New residency leadership team reviewing milestones and feedback systems -  for How New Programs Handle Feedback, CCCs, and Mi

New residency programs either build brilliant feedback systems from day one—or they spend five years cleaning up chaos they created in the first six months.

Let me break down exactly how the smart ones handle feedback, Clinical Competency Committees (CCCs), and milestones in that fragile first year.


The Reality Check: Year One Is Not “Business as Usual”

New programs love to say, “We’re doing what everyone else is doing, just with smaller numbers.” That is almost always wrong.

A new residency program in year one faces three structural problems that established programs do not:

  1. No historical data
  2. No culture of feedback
  3. No calibrated sense of “what PGY-1 performance should look like here”

If you pretend those do not exist and import a generic evaluation system from someone else’s institution, your CCC will be useless and your residents will not trust the process.

The programs that do this well are obsessive about three things from day one:

  • How often and how specifically residents receive feedback
  • How their CCC actually uses data rather than vibes
  • How milestones are interpreted, not just checked off

Let us go piece by piece.


Building a Feedback Culture from Zero

Year one is when you hardwire expectations. If you are casual about feedback in the first cohort, you will be fighting that culture for a decade.

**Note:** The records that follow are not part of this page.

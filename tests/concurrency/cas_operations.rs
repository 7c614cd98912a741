//! CAS (Compare-And-Swap) Operation Tests
//!
//! Tests for CAS semantics:
//! - Successful CAS when version matches
//! - Failed CAS on version mismatch
//! - CAS create (expected_version=0)
//! - CAS not in read set

use strata_concurrency::transaction::{CASOperation, TransactionContext};
use strata_concurrency::validation::{validate_cas_set, validate_transaction, ConflictType};
use strata_core::traits::Storage;
use strata_core::types::{Key, Namespace};
use strata_core::value::Value;
use strata_core::RunId;
use strata_storage::sharded::ShardedStore;
use std::sync::Arc;

fn create_test_key(run_id: RunId, name: &str) -> Key {
    let ns = Namespace::for_run(run_id);
    Key::new_kv(ns, name)
}

// ============================================================================
// Successful CAS
// ============================================================================

#[test]
fn cas_succeeds_when_version_matches() {
    let store = Arc::new(ShardedStore::new());
    let run_id = RunId::new();
    let key = create_test_key(run_id, "cas_ok");

    // Initial value
    Storage::put(&*store, key.clone(), Value::Int(100), None).unwrap();
    let version = Storage::get(&*store, &key).unwrap().unwrap().version.as_u64();

    // CAS with correct version
    let cas_set = vec![CASOperation {
        key: key.clone(),
        expected_version: version,
        new_value: Value::Int(200),
    }];

    let result = validate_cas_set(&cas_set, &*store);
    assert!(result.is_valid(), "CAS should succeed when version matches");
}

#[test]
fn cas_create_succeeds_when_key_absent() {
    let store = Arc::new(ShardedStore::new());
    let run_id = RunId::new();
    let key = create_test_key(run_id, "cas_create");

    // Key doesn't exist

    // CAS with expected_version=0 (create)
    let cas_set = vec![CASOperation {
        key: key.clone(),
        expected_version: 0,
        new_value: Value::Int(42),
    }];

    let result = validate_cas_set(&cas_set, &*store);
    assert!(result.is_valid(), "CAS create should succeed when key absent");
}

// ============================================================================
// Failed CAS
// ============================================================================

#[test]
fn cas_fails_when_version_stale() {
    let store = Arc::new(ShardedStore::new());
    let run_id = RunId::new();
    let key = create_test_key(run_id, "cas_stale");

    // Create at version 1
    Storage::put(&*store, key.clone(), Value::Int(1), None).unwrap();

    // Update to version 2
    Storage::put(&*store, key.clone(), Value::Int(2), None).unwrap();
    let current_version = Storage::get(&*store, &key).unwrap().unwrap().version.as_u64();

    // CAS with stale version (1)
    let cas_set = vec![CASOperation {
        key: key.clone(),
        expected_version: 1, // Stale!
        new_value: Value::Int(3),
    }];

    let result = validate_cas_set(&cas_set, &*store);
    assert!(!result.is_valid(), "CAS should fail when version is stale");

    match &result.conflicts[0] {
        ConflictType::CASConflict {
            expected_version,
            current_version: cv,
            ..
        } => {
            assert_eq!(*expected_version, 1);
            assert_eq!(*cv, current_version);
        }
        _ => panic!("Expected CASConflict"),
    }
}

#[test]
fn cas_create_fails_when_key_exists() {
    let store = Arc::new(ShardedStore::new());
    let run_id = RunId::new();
    let key = create_test_key(run_id, "cas_exists");

    // Key exists
    Storage::put(&*store, key.clone(), Value::Int(100), None).unwrap();

    // CAS with expected_version=0 (expects key doesn't exist)
    let cas_set = vec![CASOperation {
        key: key.clone(),
        expected_version: 0,
        new_value: Value::Int(200),
    }];

    let result = validate_cas_set(&cas_set, &*store);
    assert!(!result.is_valid(), "CAS create should fail when key exists");
}

#[test]
fn cas_fails_when_key_deleted() {
    let store = Arc::new(ShardedStore::new());
    let run_id = RunId::new();
    let key = create_test_key(run_id, "cas_deleted");

    // Create and delete
    Storage::put(&*store, key.clone(), Value::Int(100), None).unwrap();
    let version = Storage::get(&*store, &key).unwrap().unwrap().version.as_u64();
    Storage::delete(&*store, &key).unwrap();

    // CAS with old version (before delete)
    let cas_set = vec![CASOperation {
        key: key.clone(),
        expected_version: version,
        new_value: Value::Int(200),
    }];

    let result = validate_cas_set(&cas_set, &*store);
    assert!(!result.is_valid(), "CAS should fail when key was deleted");
}

// ============================================================================
// CAS Not In Read Set
// ============================================================================

#[test]
fn cas_not_added_to_read_set() {
    let run_id = RunId::new();
    let key = create_test_key(run_id, "cas_no_read");

    let mut txn = TransactionContext::new(1, run_id, 1);

    // Add CAS operation
    txn.cas_set.push(CASOperation {
        key: key.clone(),
        expected_version: 1,
        new_value: Value::Int(42),
    });

    // Read set should be empty
    assert!(txn.read_set.is_empty(), "CAS should not add to read_set");
    assert!(!txn.is_read_only(), "Transaction with CAS is not read-only");
}

#[test]
fn cas_validated_separately_from_reads() {
    let store = Arc::new(ShardedStore::new());
    let run_id = RunId::new();
    let read_key = create_test_key(run_id, "read_key");
    let cas_key = create_test_key(run_id, "cas_key");

    // Setup
    Storage::put(&*store, read_key.clone(), Value::Int(1), None).unwrap();
    let read_version = Storage::get(&*store, &read_key).unwrap().unwrap().version.as_u64();
    Storage::put(&*store, cas_key.clone(), Value::Int(2), None).unwrap();
    let cas_version = Storage::get(&*store, &cas_key).unwrap().unwrap().version.as_u64();

    // Transaction reads one key, CAS on another
    let mut txn = TransactionContext::new(1, run_id, 1);
    txn.read_set.insert(read_key.clone(), read_version);
    txn.cas_set.push(CASOperation {
        key: cas_key.clone(),
        expected_version: cas_version,
        new_value: Value::Int(20),
    });

    // Modify read_key only
    Storage::put(&*store, read_key.clone(), Value::Int(10), None).unwrap();

    // Validation should fail on read_key (ReadWriteConflict), not on CAS
    let result = validate_transaction(&txn, &*store);
    assert!(!result.is_valid());

    // Should have ReadWriteConflict, not CASConflict
    assert!(result.conflicts.iter().any(|c| matches!(c, ConflictType::ReadWriteConflict { .. })));
    assert!(!result.conflicts.iter().any(|c| matches!(c, ConflictType::CASConflict { .. })));
}

// ============================================================================
// Multiple CAS Operations
// ============================================================================

#[test]
fn multiple_cas_all_succeed() {
    let store = Arc::new(ShardedStore::new());
    let run_id = RunId::new();

    // Setup 3 keys
    let keys: Vec<_> = (0..3)
        .map(|i| {
            let key = create_test_key(run_id, &format!("cas_{}", i));
            Storage::put(&*store, key.clone(), Value::Int(i), None).unwrap();
            let v = Storage::get(&*store, &key).unwrap().unwrap().version.as_u64();
            (key, v)
        })
        .collect();

    // CAS all with correct versions
    let cas_set: Vec<_> = keys
        .iter()
        .enumerate()
        .map(|(i, (key, version))| CASOperation {
            key: key.clone(),
            expected_version: *version,
            new_value: Value::Int((i * 10) as i64),
        })
        .collect();

    let result = validate_cas_set(&cas_set, &*store);
    assert!(result.is_valid(), "All CAS should succeed");
}

#[test]
fn multiple_cas_one_fails() {
    let store = Arc::new(ShardedStore::new());
    let run_id = RunId::new();

    // Setup 3 keys
    let key1 = create_test_key(run_id, "cas_1");
    let key2 = create_test_key(run_id, "cas_2");
    let key3 = create_test_key(run_id, "cas_3");

    Storage::put(&*store, key1.clone(), Value::Int(1), None).unwrap();
    let v1 = Storage::get(&*store, &key1).unwrap().unwrap().version.as_u64();

    Storage::put(&*store, key2.clone(), Value::Int(2), None).unwrap();
    // Update key2 to make its version stale
    Storage::put(&*store, key2.clone(), Value::Int(20), None).unwrap();

    Storage::put(&*store, key3.clone(), Value::Int(3), None).unwrap();
    let v3 = Storage::get(&*store, &key3).unwrap().unwrap().version.as_u64();

    // CAS with key2's version being stale
    let cas_set = vec![
        CASOperation {
            key: key1.clone(),
            expected_version: v1,
            new_value: Value::Int(10),
        },
        CASOperation {
            key: key2.clone(),
            expected_version: 1, // Stale - was updated
            new_value: Value::Int(200),
        },
        CASOperation {
            key: key3.clone(),
            expected_version: v3,
            new_value: Value::Int(30),
        },
    ];

    let result = validate_cas_set(&cas_set, &*store);
    assert!(!result.is_valid(), "Should fail due to key2");
    assert_eq!(result.conflict_count(), 1, "Only key2 should conflict");
}

// ============================================================================
// CAS with Transaction Workflow
// ============================================================================

#[test]
fn cas_in_full_transaction() {
    let store = Arc::new(ShardedStore::new());
    let run_id = RunId::new();
    let key = create_test_key(run_id, "cas_txn");

    // Initial value
    Storage::put(&*store, key.clone(), Value::Int(100), None).unwrap();
    let version = Storage::get(&*store, &key).unwrap().unwrap().version.as_u64();

    // Transaction with CAS
    let mut txn = TransactionContext::new(1, run_id, 1);
    txn.cas_set.push(CASOperation {
        key: key.clone(),
        expected_version: version,
        new_value: Value::Int(200),
    });

    // Validate
    let result = validate_transaction(&txn, &*store);
    assert!(result.is_valid());
}

#[test]
fn cas_with_read_of_same_key() {
    let store = Arc::new(ShardedStore::new());
    let run_id = RunId::new();
    let key = create_test_key(run_id, "cas_read_same");

    // Initial value
    Storage::put(&*store, key.clone(), Value::Int(100), None).unwrap();
    let version = Storage::get(&*store, &key).unwrap().unwrap().version.as_u64();

    // Transaction reads and CAS same key
    let mut txn = TransactionContext::new(1, run_id, 1);
    txn.read_set.insert(key.clone(), version);
    txn.cas_set.push(CASOperation {
        key: key.clone(),
        expected_version: version,
        new_value: Value::Int(200),
    });

    // Both should pass (version matches)
    let result = validate_transaction(&txn, &*store);
    assert!(result.is_valid());
}

// ============================================================================
// Edge Cases
// ============================================================================

#[test]
fn cas_empty_set_validates() {
    let store = Arc::new(ShardedStore::new());
    let cas_set: Vec<CASOperation> = Vec::new();

    let result = validate_cas_set(&cas_set, &*store);
    assert!(result.is_valid());
}

#[test]
fn cas_operation_fields_accessible() {
    let run_id = RunId::new();
    let key = create_test_key(run_id, "fields");

    let cas = CASOperation {
        key: key.clone(),
        expected_version: 42,
        new_value: Value::Int(100),
    };

    assert_eq!(cas.key, key);
    assert_eq!(cas.expected_version, 42);
    assert_eq!(cas.new_value, Value::Int(100));
}

#[test]
fn cas_conflict_reports_correct_key() {
    let store = Arc::new(ShardedStore::new());
    let run_id = RunId::new();
    let key = create_test_key(run_id, "conflict_key");

    Storage::put(&*store, key.clone(), Value::Int(1), None).unwrap();
    Storage::put(&*store, key.clone(), Value::Int(2), None).unwrap();

    let cas_set = vec![CASOperation {
        key: key.clone(),
        expected_version: 1,
        new_value: Value::Int(100),
    }];

    let result = validate_cas_set(&cas_set, &*store);

    match &result.conflicts[0] {
        ConflictType::CASConflict { key: k, .. } => {
            assert_eq!(k, &key);
        }
        _ => panic!("Expected CASConflict"),
    }
}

1. They Specify What “Feedback” Means

Good new programs do not assume faculty know the difference between:

  • “Good job today”
  • “You should read more about sepsis”
  • “Let us sit down for 10 minutes, walk through that code, and identify two things to keep doing and two things to fix”

Only the last one is actual, actionable feedback.

Strong programs define feedback for faculty and residents, explicitly and early:

  • Feedback is timely (within the same shift if possible)
  • Feedback is behavior-based (“your admission presentations are too long—try this structure”)
  • Feedback includes a next step (“practice focusing your summary on the 3 active problems”)

They say this in faculty development. They say it on day one of orientation. They repeat it in CCC.

Weak programs assume “our faculty are experienced” and do none of this. Huge mistake.

2. They Overweight Formative, Not Just Summative

New programs that scale up too quickly on formal evaluations end up with garbage input to the CCC: vague, delayed, copy-paste comments.

The better approach in year one:

  • Frequent, informal, micro-feedback on the floor or in the OR
  • Monthly or bi-monthly structured sit-downs between resident and faculty mentor
  • Fewer but higher-quality formal evaluations tied to actual observed work

You want a culture where a PGY-1 expects:

  • “My attending will debrief that tough case with me today.”
  • “My mentor will look at my milestone profile this month and actually talk about it.”

You do not want residents relying on a semiannual CCC letter as their first real signal that something is off. That is the pattern that produces angry meetings and probation.

3. They Force Direct Observation Early

Here is the issue in year one: there are no senior residents. No established norms. Faculty are still learning how the rotation flows with learners. Without intention, you will get almost no true direct observation.

Strong new programs design it in:

  • Structured “direct observation days” for new interns:
    Faculty must directly observe basic tasks—H&Ps, consent, handoff, code response, procedures—then document it.

  • Simple tools:
    One-page checklists or brief EPA-based forms that can be filled in under a minute.

  • Protected time:
    The first 4–6 weeks have specific sessions where faculty are not overloaded with patients so they can watch, not just sign notes.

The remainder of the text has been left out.